First let’s break down the jargon. Virologist Dr Jameel explains, “With increasing exposure viruses become less virulent and adapt to infect at lower levels and do that periodically. Mutations are part of the process. This is called becoming endemic to a population. Endemic means present all the time.

Satyender Jain said, “Coronavirus is nearing an endemic phase in Delhi. Experts say some cases continue to occur in the endemic phase. Delhi witnessed a swine flu outbreak around 10 years ago, but still some cases are reported every year. Coronavirus is not going to end completely, we will have to learn to live with it.”

As per the US’s Centre for Disease Control and Prevention (CDC), “Endemic refers to the constant presence and/or usual prevalence of a disease or infectious agent in a population within a geographic area.” This may not be the desired level of disease - which is zero - but the expected level.

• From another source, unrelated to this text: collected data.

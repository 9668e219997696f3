//! Oxc Front End for the Listener Pass
//!
//! Parses TypeScript/TSX with oxc and lowers every class into the
//! parser-neutral views in `syntax`. Only the shapes the pass needs survive
//! lowering: member names, decorators and their argument literals.

use std::fs;
use std::path::Path;

use oxc_allocator::Allocator;
use oxc_ast::ast::{
    Argument, Class, ClassElement, Decorator, Expression, ObjectExpression, ObjectPropertyKind,
    PropertyKey, PropertyKind,
};
use oxc_ast_visit::{walk, Visit};
use oxc_parser::Parser;
use oxc_span::{GetSpan, SourceType};
use oxc_syntax::operator::UnaryOperator;
use thiserror::Error;

use crate::diagnostics::{Diagnostic, Severity, LISTEN_SOURCE_IO, LISTEN_SOURCE_SYNTAX};
use crate::syntax::{
    AnnotationInvocation, ArgumentExpression, ClassDeclaration, ClassMember, LiteralNode,
    ObjectMember, SourceLocation,
};

#[derive(Debug, Error)]
pub enum FrontendError {
    #[error("failed to parse {file}: {message}")]
    Syntax {
        file: String,
        message: String,
        location: SourceLocation,
    },
    #[error("failed to read {file}: {source}")]
    Io {
        file: String,
        #[source]
        source: std::io::Error,
    },
}

impl FrontendError {
    pub fn to_diagnostic(&self) -> Diagnostic {
        let (code, file, location) = match self {
            FrontendError::Syntax { file, location, .. } => (LISTEN_SOURCE_SYNTAX, file, *location),
            FrontendError::Io { file, .. } => {
                (LISTEN_SOURCE_IO, file, SourceLocation { line: 1, column: 1 })
            }
        };
        Diagnostic::new(code, Severity::Fatal, &self.to_string(), file, location)
    }
}

pub fn read_source(path: &Path) -> Result<String, FrontendError> {
    fs::read_to_string(path).map_err(|source| FrontendError::Io {
        file: path.to_string_lossy().to_string(),
        source,
    })
}

/// Parse `source` and return every class it contains, outer classes before
/// the classes nested inside them.
pub fn parse_classes(source: &str, file_path: &str) -> Result<Vec<ClassDeclaration>, FrontendError> {
    let allocator = Allocator::default();
    let source_type = SourceType::from_path(file_path).unwrap_or_else(|_| {
        SourceType::default()
            .with_typescript(true)
            .with_module(true)
            .with_jsx(true)
    });

    let ret = Parser::new(&allocator, source, source_type).parse();
    let lines = LineIndex::new(source);
    if let Some(error) = ret.errors.first() {
        let offset = error
            .labels
            .as_ref()
            .and_then(|labels| labels.first())
            .map_or(0, |label| label.offset());
        return Err(FrontendError::Syntax {
            file: file_path.to_string(),
            message: error.to_string(),
            location: lines.location(offset as u32),
        });
    }

    let mut collector = ClassCollector {
        lines,
        classes: Vec::new(),
    };
    collector.visit_program(&ret.program);

    tracing::trace!(file = file_path, classes = collector.classes.len(), "collected classes");
    Ok(collector.classes)
}

// ═══════════════════════════════════════════════════════════════════════════════
// SOURCE LOCATIONS
// ═══════════════════════════════════════════════════════════════════════════════

struct LineIndex<'s> {
    source: &'s str,
    starts: Vec<usize>,
}

impl<'s> LineIndex<'s> {
    fn new(source: &'s str) -> Self {
        let mut starts = vec![0];
        starts.extend(source.match_indices('\n').map(|(i, _)| i + 1));
        Self { source, starts }
    }

    fn location(&self, offset: u32) -> SourceLocation {
        let offset = (offset as usize).min(self.source.len());
        let line = match self.starts.binary_search(&offset) {
            Ok(i) => i,
            Err(i) => i - 1,
        };
        let line_start = self.starts[line];
        let column = self
            .source
            .get(line_start..offset)
            .map(|s| s.chars().count())
            .unwrap_or(offset - line_start);

        SourceLocation {
            line: line as u32 + 1,
            column: column as u32 + 1,
        }
    }
}

// ═══════════════════════════════════════════════════════════════════════════════
// LOWERING
// ═══════════════════════════════════════════════════════════════════════════════

struct ClassCollector<'s> {
    lines: LineIndex<'s>,
    classes: Vec<ClassDeclaration>,
}

impl<'a, 's> Visit<'a> for ClassCollector<'s> {
    fn visit_class(&mut self, class: &Class<'a>) {
        let lowered = self.lower_class(class);
        self.classes.push(lowered);
        walk::walk_class(self, class);
    }
}

impl<'s> ClassCollector<'s> {
    fn lower_class(&self, class: &Class<'_>) -> ClassDeclaration {
        let mut members = Vec::new();

        for element in &class.body.body {
            let (decorators, key, computed, span) = match element {
                ClassElement::MethodDefinition(m) => (&m.decorators, &m.key, m.computed, m.span),
                ClassElement::PropertyDefinition(p) => (&p.decorators, &p.key, p.computed, p.span),
                ClassElement::AccessorProperty(a) => (&a.decorators, &a.key, a.computed, a.span),
                _ => continue,
            };

            members.push(ClassMember {
                name: if computed { None } else { member_name(key) },
                location: self.lines.location(span.start),
                annotations: decorators
                    .iter()
                    .filter_map(|d| self.lower_decorator(d))
                    .collect(),
            });
        }

        ClassDeclaration {
            name: class.id.as_ref().map(|id| id.name.to_string()),
            location: self.lines.location(class.span.start),
            members,
        }
    }

    fn lower_decorator(&self, decorator: &Decorator<'_>) -> Option<AnnotationInvocation> {
        let location = self.lines.location(decorator.span.start);

        match &decorator.expression {
            Expression::CallExpression(call) => {
                let Expression::Identifier(callee) = &call.callee else {
                    return None;
                };
                Some(AnnotationInvocation {
                    name: callee.name.to_string(),
                    location,
                    arguments: call
                        .arguments
                        .iter()
                        .map(|arg| self.lower_argument(arg))
                        .collect(),
                })
            }
            // `@Listen` without parentheses
            Expression::Identifier(id) => Some(AnnotationInvocation {
                name: id.name.to_string(),
                location,
                arguments: vec![],
            }),
            _ => None,
        }
    }

    fn lower_argument(&self, argument: &Argument<'_>) -> ArgumentExpression {
        let location = self.lines.location(argument.span().start);

        match argument {
            Argument::StringLiteral(s) => ArgumentExpression::StringLiteral {
                value: s.value.to_string(),
                location,
            },
            Argument::ObjectExpression(obj) => ArgumentExpression::ObjectLiteral {
                members: lower_object_members(obj),
                location,
            },
            Argument::SpreadElement(_) => ArgumentExpression::Other {
                kind: "spread element".to_string(),
                location,
            },
            other => ArgumentExpression::Other {
                kind: other
                    .as_expression()
                    .map(expression_kind)
                    .unwrap_or("expression")
                    .to_string(),
                location,
            },
        }
    }
}

fn member_name(key: &PropertyKey<'_>) -> Option<String> {
    match key {
        PropertyKey::StaticIdentifier(id) => Some(id.name.to_string()),
        PropertyKey::StringLiteral(s) => Some(s.value.to_string()),
        _ => None,
    }
}

fn lower_object_members(obj: &ObjectExpression<'_>) -> Vec<ObjectMember> {
    obj.properties
        .iter()
        .map(|property| match property {
            ObjectPropertyKind::SpreadProperty(_) => unsupported("spread property"),
            ObjectPropertyKind::ObjectProperty(p) => {
                if p.kind != PropertyKind::Init {
                    return unsupported("accessor");
                }
                if p.method {
                    return unsupported("method");
                }
                if p.computed {
                    return unsupported("computed key");
                }
                let key = match &p.key {
                    PropertyKey::StaticIdentifier(id) => id.name.to_string(),
                    PropertyKey::StringLiteral(s) => s.value.to_string(),
                    PropertyKey::NumericLiteral(n) => n.value.to_string(),
                    _ => return unsupported("computed key"),
                };
                ObjectMember::Property {
                    key,
                    value: lower_literal(&p.value),
                }
            }
        })
        .collect()
}

fn lower_literal(expr: &Expression<'_>) -> LiteralNode {
    match expr {
        Expression::NullLiteral(_) => LiteralNode::Null,
        Expression::BooleanLiteral(b) => LiteralNode::Boolean(b.value),
        Expression::NumericLiteral(n) => LiteralNode::Number(n.value),
        Expression::StringLiteral(s) => LiteralNode::String(s.value.to_string()),
        Expression::ObjectExpression(obj) => LiteralNode::Object(lower_object_members(obj)),
        Expression::ParenthesizedExpression(p) => lower_literal(&p.expression),
        // `-1` is a unary expression in the tree but still a plain number
        Expression::UnaryExpression(u) if u.operator == UnaryOperator::UnaryNegation => {
            match &u.argument {
                Expression::NumericLiteral(n) => LiteralNode::Number(-n.value),
                _ => LiteralNode::Other("unary expression".to_string()),
            }
        }
        other => LiteralNode::Other(expression_kind(other).to_string()),
    }
}

fn unsupported(kind: &str) -> ObjectMember {
    ObjectMember::Unsupported {
        kind: kind.to_string(),
    }
}

fn expression_kind(expr: &Expression<'_>) -> &'static str {
    match expr {
        Expression::Identifier(_) => "identifier",
        Expression::CallExpression(_) | Expression::NewExpression(_) => "call expression",
        Expression::ArrowFunctionExpression(_) | Expression::FunctionExpression(_) => "function",
        Expression::ArrayExpression(_) => "array",
        Expression::ObjectExpression(_) => "object",
        Expression::TemplateLiteral(_) | Expression::TaggedTemplateExpression(_) => {
            "template literal"
        }
        Expression::UnaryExpression(_) => "unary expression",
        Expression::BinaryExpression(_) | Expression::LogicalExpression(_) => "binary expression",
        Expression::ConditionalExpression(_) => "conditional expression",
        Expression::StaticMemberExpression(_)
        | Expression::ComputedMemberExpression(_)
        | Expression::PrivateFieldExpression(_) => "member expression",
        Expression::RegExpLiteral(_) => "regular expression",
        Expression::BigIntLiteral(_) => "bigint",
        _ => "expression",
    }
}
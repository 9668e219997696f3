use crate::syntax::{AnnotationInvocation, ClassDeclaration, ClassMember};

/// Yields every `(member, invocation)` pair whose annotation is named
/// `annotation_name`, in source order.
pub fn scan_listen_annotations<'c>(
    class: &'c ClassDeclaration,
    annotation_name: &'c str,
) -> impl Iterator<Item = (&'c ClassMember, &'c AnnotationInvocation)> + 'c {
    class
        .members
        .iter()
        .filter(|member| !member.annotations.is_empty())
        .flat_map(move |member| {
            member
                .annotations
                .iter()
                .filter(move |invocation| invocation.name == annotation_name)
                .map(move |invocation| (member, invocation))
        })
}

#[cfg(test)]
mod tests {
    use super::*;
    use crate::syntax::SourceLocation;

    fn annotation(name: &str) -> AnnotationInvocation {
        AnnotationInvocation {
            name: name.to_string(),
            location: SourceLocation::default(),
            arguments: vec![],
        }
    }

    fn member(name: &str, annotations: Vec<AnnotationInvocation>) -> ClassMember {
        ClassMember {
            name: Some(name.to_string()),
            location: SourceLocation::default(),
            annotations,
        }
    }

    #[test]
    fn test_only_matching_annotations() {
        let class = ClassDeclaration {
            name: Some("Tabs".to_string()),
            location: SourceLocation::default(),
            members: vec![
                member("selectedTab", vec![annotation("State")]),
                member("render", vec![]),
                member("tabDidLoad", vec![annotation("Listen")]),
                member("both", vec![annotation("Prop"), annotation("Listen"), annotation("Listen")]),
            ],
        };

        let found: Vec<_> = scan_listen_annotations(&class, "Listen")
            .map(|(m, _)| m.name.as_deref().unwrap_or_default())
            .collect();
        assert_eq!(found, vec!["tabDidLoad", "both", "both"]);
    }

    #[test]
    fn test_custom_annotation_name() {
        let class = ClassDeclaration {
            name: None,
            location: SourceLocation::default(),
            members: vec![member("onKey", vec![annotation("HostListener")])],
        };
        assert_eq!(scan_listen_annotations(&class, "Listen").count(), 0);
        assert_eq!(scan_listen_annotations(&class, "HostListener").count(), 1);
    }
}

Virologist Dr Shahid Jameel further explains, “Once there is enough exposure of the population the virus will become endemic just like many other cold causing viruses like other corona viruses, adenovirus, etc.” The Indian Medical Association condemned the latest narrative developing around the Covid-19 disease in the political sphere in which leaders are attributing the fallen trajectory of positive cases to a situation of an 'endemic'.

Delhi, for over a week, has been witnessing a rise in daily new cases. The IMA noted that for the last one week the infection has shown 35 to 40% increase in the number of cases from different parts of the country and even in the national capital, the daily average has risen up from 100 to 140 patients.